### Exercise
The required result is the number of lines below that hold the word "InertiaClamp", stated without anything else.

### Information
Content starts
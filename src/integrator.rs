//! Position and velocity integration.
//!
//! Both friction policies share the same second-order update:
//!
//! ```text
//! position += velocity * dt + 0.5 * acceleration * dt²
//! velocity += acceleration * dt   (scaled under inertia clamping)
//! ```
//!
//! Position is advanced with the velocity from before the step.

use glam::Vec2;

use crate::config::FrictionPolicy;

/// Advances one blob at a time under a [`FrictionPolicy`].
#[derive(Clone, Copy, Debug, PartialEq)]
pub struct Integrator {
    policy: FrictionPolicy,
}

impl Integrator {
    pub fn new(policy: FrictionPolicy) -> Self {
        Self { policy }
    }

    /// Acceleration for the current velocity.
    ///
    /// `friction` is the runtime friction coefficient; only the cubic drag
    /// policy reads it.
    pub fn acceleration(&self, force: Vec2, velocity: Vec2, friction: f32) -> Vec2 {
        match self.policy {
            FrictionPolicy::CubicDrag => force - velocity * velocity.length_squared() * friction,
            FrictionPolicy::InertiaClamp { .. } => force,
        }
    }

    /// Velocity after adding `accel * dt`.
    ///
    /// Under inertia clamping the increment is scaled by
    /// `min(1, target² / speed²)` (1 at rest). Once a blob is at or above
    /// the target speed a step may turn it but not speed it up, so only
    /// the step that crosses the target can overshoot it.
    pub fn next_velocity(&self, velocity: Vec2, accel: Vec2, dt: f32) -> Vec2 {
        match self.policy {
            FrictionPolicy::CubicDrag => velocity + accel * dt,
            FrictionPolicy::InertiaClamp { target_max_speed } => {
                let target_sq = target_max_speed * target_max_speed;
                let speed_sq = velocity.length_squared();
                if speed_sq == 0.0 {
                    return velocity + accel * dt;
                }
                let scale = (target_sq / speed_sq).min(1.0);
                let next = velocity + accel * dt * scale;
                if speed_sq >= target_sq {
                    next.clamp_length_max(speed_sq.sqrt())
                } else {
                    next
                }
            }
        }
    }

    /// Advance `position` and `velocity` by `dt` under `force`.
    pub fn step(&self, position: &mut Vec2, velocity: &mut Vec2, force: Vec2, friction: f32, dt: f32) {
        let accel = self.acceleration(force, *velocity, friction);
        *position += *velocity * dt + 0.5 * accel * dt * dt;
        *velocity = self.next_velocity(*velocity, accel, dt);
    }
}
Content ends
### Reply
2